Ich habe das auch mit der direkten Adresse meines 750-1504 Moduls versucht und es ist der selbe Fehler aufgetreten.

Habt ihr da evtl. eine Idee woran es liegen könnte?

LG

Veltum


----------



## Dr.MirakulixX (11 April 2020)

Guten Morgen,

Du kannst einen Ausgang nicht mehrfach verwenden. Was soll er machen wenn einer 1 und der andere 0 ist ?
Du musst deine „Ausgänge“ auf ein ODER setzten und dann auf deinen Ausgang. 

Wünsche allen frohe Ostern und bleibt gesund


----------



## Veltum (11 April 2020)

Schönen guten Morgen,

Danke vorab für die schnelle Antwort!
So ganz kann ich das gerade nicht nachvollziehen.
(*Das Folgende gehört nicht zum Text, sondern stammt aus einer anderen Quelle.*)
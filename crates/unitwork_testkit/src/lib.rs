//! # Unitwork Testkit
//!
//! Test utilities for unitwork.
//!
//! This crate provides:
//! - A seeded customer/order/employee model backed by an in-memory provider
//! - Recording and vetoing listeners and recording entity hooks
//! - Property-based generators for relation operations using proptest
//! - Tracing setup for tests
//!
//! ## Usage
//!
//! ```rust,ignore
//! use unitwork_testkit::prelude::*;
//!
//! #[test]
//! fn moving_an_order() {
//!     let model = OrderModel::new(2, 1);
//!     let mut session = model.session();
//!     let tx = session.root();
//!     session.set_related(tx, &model.orders[0], "customer", Some(&model.customers[1]))?;
//! }
//! ```

#![deny(unsafe_code)]
#![warn(missing_docs)]

pub mod fixtures;
pub mod generators;
pub mod logging;

/// Prelude module for convenient imports
pub mod prelude {
    pub use crate::fixtures::*;
    pub use crate::generators::*;
    pub use crate::logging::*;
}

pub use fixtures::*;
pub use generators::*;
pub use logging::*;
Also ich habe in dem einen Netzwerk einen Tagesablauf wo ich eine Pumpe schalte, mit einem Ausgang (nennen wir in jetzt einfach mal dOut1) und in einem weiteren Netzwerk habe ich eine gesonderte Anwendung wo ich den Pumpenmotor auch wieder Schalte. Wichtig hier zu beachten ist das ich das Netzwerk "Tagesablauf" durch ein RS Gatter Resette so das die Pumpe wieder FALSE ist.
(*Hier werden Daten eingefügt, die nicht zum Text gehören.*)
//! Lifecycle events raised by commands.
//!
//! Every command raises events on the session's [`EventSink`] around its
//! structural change. Listeners implement [`TransactionListener`]; the
//! `*_ing` callbacks run before anything changes and may veto by returning an
//! error, which aborts the command before its `perform` phase.
//!
//! [`LifecycleFeed`] is a bundled listener that records events and fans them
//! out to subscribers:
//!
//! ```rust,ignore
//! let feed = session.lifecycle_feed();
//! let receiver = feed.subscribe();
//!
//! session.delete(tx, &order)?;
//!
//! while let Ok(event) = receiver.try_recv() {
//!     println!("{:?} {:?}", event.kind, event.entities);
//! }
//! ```

use crate::endpoint::RelationEndPointId;
use crate::entity::EntityId;
use crate::error::CoreResult;
use crate::types::TransactionId;
use parking_lot::RwLock;
use std::sync::atomic::{AtomicU64, Ordering};
use std::sync::mpsc::{self, Receiver, Sender};
use std::sync::Arc;

/// One change to one relation end-point.
#[derive(Debug, Clone, PartialEq, Eq)]
pub struct RelationDelta {
    /// The modified end-point.
    pub end_point: RelationEndPointId,
    /// Opposite removed by the change, if any.
    pub old: Option<EntityId>,
    /// Opposite added by the change, if any.
    pub new: Option<EntityId>,
}

/// Observer of transaction lifecycle events.
///
/// Every method has a no-op default. Errors returned from a callback
/// propagate out of the running command; nothing already applied is undone.
#[allow(unused_variables)]
pub trait TransactionListener: Send + Sync {
    /// An entity is about to be deleted.
    fn entity_deleting(&self, transaction: TransactionId, entity: &EntityId) -> CoreResult<()> {
        Ok(())
    }

    /// An entity was deleted.
    fn entity_deleted(&self, transaction: TransactionId, entity: &EntityId) -> CoreResult<()> {
        Ok(())
    }

    /// Entities are about to be unloaded.
    fn entities_unloading(
        &self,
        transaction: TransactionId,
        entities: &[EntityId],
    ) -> CoreResult<()> {
        Ok(())
    }

    /// Entities were unloaded.
    fn entities_unloaded(
        &self,
        transaction: TransactionId,
        entities: &[EntityId],
    ) -> CoreResult<()> {
        Ok(())
    }

    /// A relation end-point is about to change.
    fn relation_changing(
        &self,
        transaction: TransactionId,
        delta: &RelationDelta,
    ) -> CoreResult<()> {
        Ok(())
    }

    /// A relation end-point changed.
    fn relation_changed(
        &self,
        transaction: TransactionId,
        delta: &RelationDelta,
    ) -> CoreResult<()> {
        Ok(())
    }

    /// A transaction is about to commit the given entities.
    fn committing(&self, transaction: TransactionId, entities: &[EntityId]) -> CoreResult<()> {
        Ok(())
    }

    /// A transaction committed the given entities.
    fn committed(&self, transaction: TransactionId, entities: &[EntityId]) -> CoreResult<()> {
        Ok(())
    }
}

/// Distributes lifecycle events to registered listeners, in registration order.
#[derive(Default)]
pub struct EventSink {
    listeners: RwLock<Vec<Arc<dyn TransactionListener>>>,
}

impl EventSink {
    /// Creates an empty sink.
    #[must_use]
    pub fn new() -> Self {
        Self::default()
    }

    /// Registers a listener.
    pub fn add_listener(&self, listener: Arc<dyn TransactionListener>) {
        self.listeners.write().push(listener);
    }

    /// Unregisters a listener; returns false if it was not registered.
    pub fn remove_listener(&self, listener: &Arc<dyn TransactionListener>) -> bool {
        let mut listeners = self.listeners.write();
        let before = listeners.len();
        listeners.retain(|registered| !Arc::ptr_eq(registered, listener));
        listeners.len() != before
    }

    /// Returns the number of registered listeners.
    #[must_use]
    pub fn listener_count(&self) -> usize {
        self.listeners.read().len()
    }

    /// Calls `f` on every listener, stopping at the first error.
    ///
    /// The listener list is snapshotted first, so callbacks may register or
    /// remove listeners.
    fn raise(&self, f: impl Fn(&dyn TransactionListener) -> CoreResult<()>) -> CoreResult<()> {
        let listeners = self.listeners.read().clone();
        for listener in &listeners {
            f(listener.as_ref())?;
        }
        Ok(())
    }

    pub(crate) fn entity_deleting(&self, tx: TransactionId, entity: &EntityId) -> CoreResult<()> {
        self.raise(|l| l.entity_deleting(tx, entity))
    }

    pub(crate) fn entity_deleted(&self, tx: TransactionId, entity: &EntityId) -> CoreResult<()> {
        self.raise(|l| l.entity_deleted(tx, entity))
    }

    pub(crate) fn entities_unloading(
        &self,
        tx: TransactionId,
        entities: &[EntityId],
    ) -> CoreResult<()> {
        self.raise(|l| l.entities_unloading(tx, entities))
    }

    pub(crate) fn entities_unloaded(
        &self,
        tx: TransactionId,
        entities: &[EntityId],
    ) -> CoreResult<()> {
        self.raise(|l| l.entities_unloaded(tx, entities))
    }

    pub(crate) fn relation_changing(
        &self,
        tx: TransactionId,
        delta: &RelationDelta,
    ) -> CoreResult<()> {
        self.raise(|l| l.relation_changing(tx, delta))
    }

    pub(crate) fn relation_changed(
        &self,
        tx: TransactionId,
        delta: &RelationDelta,
    ) -> CoreResult<()> {
        self.raise(|l| l.relation_changed(tx, delta))
    }

    pub(crate) fn committing(&self, tx: TransactionId, entities: &[EntityId]) -> CoreResult<()> {
        self.raise(|l| l.committing(tx, entities))
    }

    pub(crate) fn committed(&self, tx: TransactionId, entities: &[EntityId]) -> CoreResult<()> {
        self.raise(|l| l.committed(tx, entities))
    }
}

impl std::fmt::Debug for EventSink {
    fn fmt(&self, f: &mut std::fmt::Formatter<'_>) -> std::fmt::Result {
        f.debug_struct("EventSink")
            .field("listeners", &self.listener_count())
            .finish()
    }
}

/// Kind of a recorded lifecycle event.
#[derive(Debug, Clone, Copy, PartialEq, Eq)]
pub enum LifecycleEventKind {
    /// Before a delete.
    Deleting,
    /// After a delete.
    Deleted,
    /// Before an unload.
    Unloading,
    /// After an unload.
    Unloaded,
    /// Before a relation change.
    RelationChanging,
    /// After a relation change.
    RelationChanged,
    /// Before a commit.
    Committing,
    /// After a commit.
    Committed,
}

/// A recorded lifecycle event.
#[derive(Debug, Clone, PartialEq)]
pub struct LifecycleEvent {
    /// Position in the feed, starting at 1.
    pub sequence: u64,
    /// Transaction the event was raised in.
    pub transaction: TransactionId,
    /// What happened.
    pub kind: LifecycleEventKind,
    /// Entities involved; for relation events, the end-point owner.
    pub entities: Vec<EntityId>,
    /// The relation change, for relation events.
    pub delta: Option<RelationDelta>,
}

/// A listener that records lifecycle events and distributes them to subscribers.
///
/// The feed:
/// - Preserves raise order
/// - Supports multiple subscribers
/// - Keeps a bounded history for polling
/// - Never vetoes
pub struct LifecycleFeed {
    subscribers: RwLock<Vec<Sender<LifecycleEvent>>>,
    history: RwLock<Vec<LifecycleEvent>>,
    max_history: usize,
    next_sequence: AtomicU64,
}

impl LifecycleFeed {
    /// Creates a feed with the default history limit.
    #[must_use]
    pub fn new() -> Self {
        Self::with_max_history(1024)
    }

    /// Creates a feed with a specific history limit.
    #[must_use]
    pub fn with_max_history(max_history: usize) -> Self {
        Self {
            subscribers: RwLock::new(Vec::new()),
            history: RwLock::new(Vec::new()),
            max_history,
            next_sequence: AtomicU64::new(1),
        }
    }

    /// Subscribes to future events.
    pub fn subscribe(&self) -> Receiver<LifecycleEvent> {
        let (tx, rx) = mpsc::channel();
        self.subscribers.write().push(tx);
        rx
    }

    /// Returns events with sequence greater than `cursor`, up to `limit`.
    #[must_use]
    pub fn poll(&self, cursor: u64, limit: usize) -> Vec<LifecycleEvent> {
        self.history
            .read()
            .iter()
            .filter(|e| e.sequence > cursor)
            .take(limit)
            .cloned()
            .collect()
    }

    /// Returns the latest sequence number in history, or 0.
    #[must_use]
    pub fn latest_sequence(&self) -> u64 {
        self.history.read().last().map_or(0, |e| e.sequence)
    }

    /// Returns the number of events in history.
    #[must_use]
    pub fn history_len(&self) -> usize {
        self.history.read().len()
    }

    /// Returns the number of connected subscribers.
    #[must_use]
    pub fn subscriber_count(&self) -> usize {
        self.subscribers.read().len()
    }

    fn record(
        &self,
        transaction: TransactionId,
        kind: LifecycleEventKind,
        entities: Vec<EntityId>,
        delta: Option<RelationDelta>,
    ) {
        let event = LifecycleEvent {
            sequence: self.next_sequence.fetch_add(1, Ordering::SeqCst),
            transaction,
            kind,
            entities,
            delta,
        };

        {
            let mut history = self.history.write();
            history.push(event.clone());
            if history.len() > self.max_history {
                let to_remove = history.len() - self.max_history;
                history.drain(0..to_remove);
            }
        }

        // Disconnected subscribers are dropped.
        self.subscribers
            .write()
            .retain(|tx| tx.send(event.clone()).is_ok());
    }
}

impl Default for LifecycleFeed {
    fn default() -> Self {
        Self::new()
    }
}

impl TransactionListener for LifecycleFeed {
    fn entity_deleting(&self, transaction: TransactionId, entity: &EntityId) -> CoreResult<()> {
        self.record(transaction, LifecycleEventKind::Deleting, vec![entity.clone()], None);
        Ok(())
    }

    fn entity_deleted(&self, transaction: TransactionId, entity: &EntityId) -> CoreResult<()> {
        self.record(transaction, LifecycleEventKind::Deleted, vec![entity.clone()], None);
        Ok(())
    }

    fn entities_unloading(
        &self,
        transaction: TransactionId,
        entities: &[EntityId],
    ) -> CoreResult<()> {
        self.record(transaction, LifecycleEventKind::Unloading, entities.to_vec(), None);
        Ok(())
    }

    fn entities_unloaded(
        &self,
        transaction: TransactionId,
        entities: &[EntityId],
    ) -> CoreResult<()> {
        self.record(transaction, LifecycleEventKind::Unloaded, entities.to_vec(), None);
        Ok(())
    }

    fn relation_changing(
        &self,
        transaction: TransactionId,
        delta: &RelationDelta,
    ) -> CoreResult<()> {
        self.record(
            transaction,
            LifecycleEventKind::RelationChanging,
            vec![delta.end_point.entity().clone()],
            Some(delta.clone()),
        );
        Ok(())
    }

    fn relation_changed(
        &self,
        transaction: TransactionId,
        delta: &RelationDelta,
    ) -> CoreResult<()> {
        self.record(
            transaction,
            LifecycleEventKind::RelationChanged,
            vec![delta.end_point.entity().clone()],
            Some(delta.clone()),
        );
        Ok(())
    }

    fn committing(&self, transaction: TransactionId, entities: &[EntityId]) -> CoreResult<()> {
        self.record(transaction, LifecycleEventKind::Committing, entities.to_vec(), None);
        Ok(())
    }

    fn committed(&self, transaction: TransactionId, entities: &[EntityId]) -> CoreResult<()> {
        self.record(transaction, LifecycleEventKind::Committed, entities.to_vec(), None);
        Ok(())
    }
}

#[cfg(test)]
mod tests {
    use super::*;
    use crate::error::CoreError;
    use crate::types::ClassId;
    use std::time::Duration;

    fn entity() -> EntityId {
        EntityId::new(ClassId::new("Order"))
    }

    struct Veto;

    impl TransactionListener for Veto {
        fn entity_deleting(&self, _: TransactionId, _: &EntityId) -> CoreResult<()> {
            Err(CoreError::vetoed("orders are permanent"))
        }
    }

    #[test]
    fn feed_receives_raised_events() {
        let sink = EventSink::new();
        let feed = Arc::new(LifecycleFeed::new());
        sink.add_listener(feed.clone());
        let rx = feed.subscribe();

        let id = entity();
        sink.entity_deleting(TransactionId::new(1), &id).unwrap();

        let event = rx.recv_timeout(Duration::from_millis(100)).unwrap();
        assert_eq!(event.kind, LifecycleEventKind::Deleting);
        assert_eq!(event.entities, vec![id]);
        assert_eq!(event.sequence, 1);
    }

    #[test]
    fn veto_stops_later_listeners() {
        let sink = EventSink::new();
        let feed = Arc::new(LifecycleFeed::new());
        sink.add_listener(Arc::new(Veto));
        sink.add_listener(feed.clone());

        let result = sink.entity_deleting(TransactionId::new(1), &entity());
        assert!(matches!(result, Err(CoreError::Vetoed { .. })));
        assert_eq!(feed.history_len(), 0);
    }

    #[test]
    fn remove_listener() {
        let sink = EventSink::new();
        let feed: Arc<dyn TransactionListener> = Arc::new(LifecycleFeed::new());
        sink.add_listener(feed.clone());
        assert_eq!(sink.listener_count(), 1);

        assert!(sink.remove_listener(&feed));
        assert!(!sink.remove_listener(&feed));
        assert_eq!(sink.listener_count(), 0);
    }

    #[test]
    fn history_is_bounded_and_pollable() {
        let feed = LifecycleFeed::with_max_history(3);
        for _ in 0..5 {
            feed.entity_deleted(TransactionId::new(1), &entity()).unwrap();
        }

        assert_eq!(feed.history_len(), 3);
        assert_eq!(feed.latest_sequence(), 5);
        let events = feed.poll(3, 10);
        assert_eq!(events.len(), 2);
        assert_eq!(events[0].sequence, 4);
    }

    #[test]
    fn disconnected_subscribers_are_dropped() {
        let feed = LifecycleFeed::new();
        let rx = feed.subscribe();
        assert_eq!(feed.subscriber_count(), 1);
        drop(rx);

        feed.entity_deleted(TransactionId::new(1), &entity()).unwrap();
        assert_eq!(feed.subscriber_count(), 0);
    }
}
Problem ist nun das, schon beim ersten Netzwerk die Pumpe nicht mehr auf TRUE schaltet, obwohl das zweite Netzwerk nicht durchgeführt wird.

VG
Veltum


----------



## Dr.MirakulixX (11 April 2020)

Egal was du für Abläufe hast die deinen Dout1 ein oder aus schalten... es kann halt immer dazu kommen (und wird auch dazu kommen) das ein Programm-Teil sagt Ausgang Dout1=0 und der andere Teil Dout1=1. woher soll dein Ausgang der gerade den Befehl hat sei 0 bzw sei 1 sich richtig „einzustellen“ ?
Daher schaltest du vor den Dout1 ein ODER. Hier kommen deine Ausgänge der Bausteine drauf die den Dout1 aktiv schalten dürfen.


----------



## Blockmove (11 April 2020)

Veltum schrieb:


> Hallo Leute,
> 
> ich habe ein Problem mit meiner Wago SPS 750-8100.
> Im Programmablauf habe ich in einem FUP Netzwerk einen dOut eingebunden und in einem neuen Netzwerk (auch wieder FUP) wieder.
> ...



Ein SPS-Programm wird zyklisch Netzwerk für Netzwerk bearbeitet.
Also entweder du bearbeitest bestimmte Programmteile nicht oder du verwendest - wie schon angesprochen - eine Oderverknüpfung


----------



## Veltum (11 April 2020)

Hallo nochmal,

der Tipp mit dem ODER hat funktioniert. 
Vielen lieben Dank


----------